A lazy person might just call this Resident Evil 4 Goes Safari. Fair enough, they wouldn’t be far wrong. Despite sticking to its roots like a grumpy old bastard – the control scheme is still shite, although you can now strafe with the analogue stick – a number of little changes have seeped into the game, making it much faster and slicker than before, yet still immediately familiar to the sorry old cunts who resist change. It’s this kind of pondering, barely noticeable change that makes Japanese game developers the makers of Japanese games.
Unfortunately Resident Evil 5 falls short in the scares department. Despite sharing many things with Resident Evil 4, including some identical enemies, the feeling of eerieness and unease just isn’t quite as pervasive. There are still plenty of jumpy moments and cheap zombie thrills, which may make the weak of constitution touch cloth, but in part due to the game’s setting and the two player co-operative mode, things just aren’t quite as horrifying. Bit of a shame for a survival horror game.

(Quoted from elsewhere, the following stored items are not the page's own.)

use async_trait::async_trait;
use serde::{Deserialize, Serialize};
use crate::books::dto::BookDto;
use crate::catalog::domain::CatalogService;
use crate::core::command::{Command, CommandError};

pub struct AddBookCommand {
    catalog_service: Box<dyn CatalogService>,
}

impl AddBookCommand {
    pub fn new(catalog_service: Box<dyn CatalogService>) -> Self {
        Self {
            catalog_service,
        }
    }
}

// fields left out of the request body default to empty text and zero
#[derive(Debug, Default, Deserialize)]
#[serde(default)]
pub struct AddBookCommandRequest {
    pub name: String,
    pub author: String,
    pub category: String,
    pub description: String,
    pub price: i64,
}

impl AddBookCommandRequest {
    pub fn new(name: &str, author: &str, category: &str, description: &str, price: i64) -> Self {
        Self {
            name: name.to_string(),
            author: author.to_string(),
            category: category.to_string(),
            description: description.to_string(),
            price,
        }
    }

    pub fn build_book(&self) -> BookDto {
        BookDto::new(self.name.as_str(), self.author.as_str(), self.category.as_str(),
                     self.description.as_str(), self.price)
    }
}

#[derive(Debug, Serialize)]
pub struct AddBookCommandResponse {
    pub book: BookDto,
}

impl AddBookCommandResponse {
    pub fn new(book: BookDto) -> Self {
        Self {
            book,
        }
    }
}

#[async_trait]
impl Command<AddBookCommandRequest, AddBookCommandResponse> for AddBookCommand {
    async fn execute(&self, req: AddBookCommandRequest) -> Result<AddBookCommandResponse, CommandError> {
        self.catalog_service.add_book(&req.build_book())
            .await.map_err(CommandError::from).map(AddBookCommandResponse::new)
    }
}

Hang on a minute though. Co-operative zombie killing? Isn’t that every adolescents’ dream? Doing something together, is by its very nature, more fun. Whether you play it split screen or online shouting through a headset, it’s thrilling. Sure, it might start to feel less like a haunted house and more like Tom Clancy’s Zombie Bang-Bang, but that’s the trade-off.
Packaged among all the fun stuff, there are quite a few niggles. As mentioned, a lot of the series’ quirks remain, the nonsensical inventory system for one, and don’t get me started on the bloody instant-death button-bashing Quick Time Events. Fortunately the game has the grace to place a checkpoint before most of the ludicrous parts. When playing in single player, with the aid of a computer controlled partner, sometimes your partner will act like a moron, though for the most part it’s decent and more than serviceable. Still, it remains a game best played with a friend.
It won’t take too long to plough through the game (I clocked in at 11 hours first time around), but it’s the type of game you’re likely to replay – made more obvious by the fact that the Mercenaries mode doesn’t unlock until you complete the game once. Mercenaries mode itself is jolly good fun, as you plough your way through hordes of zombies against a time limit, trying to chain your kills together to increase your score. Oddly enough you can play Mercenaries mode solo or with a partner, unlike the main game.
So, it’s pretty much Resident Evil, in Africa. There’s been enough of them, you should be fairly familiar with the concept by now. Zombies, high production values, and a cheesy B movie plot that descends into idiocy: check, check and check.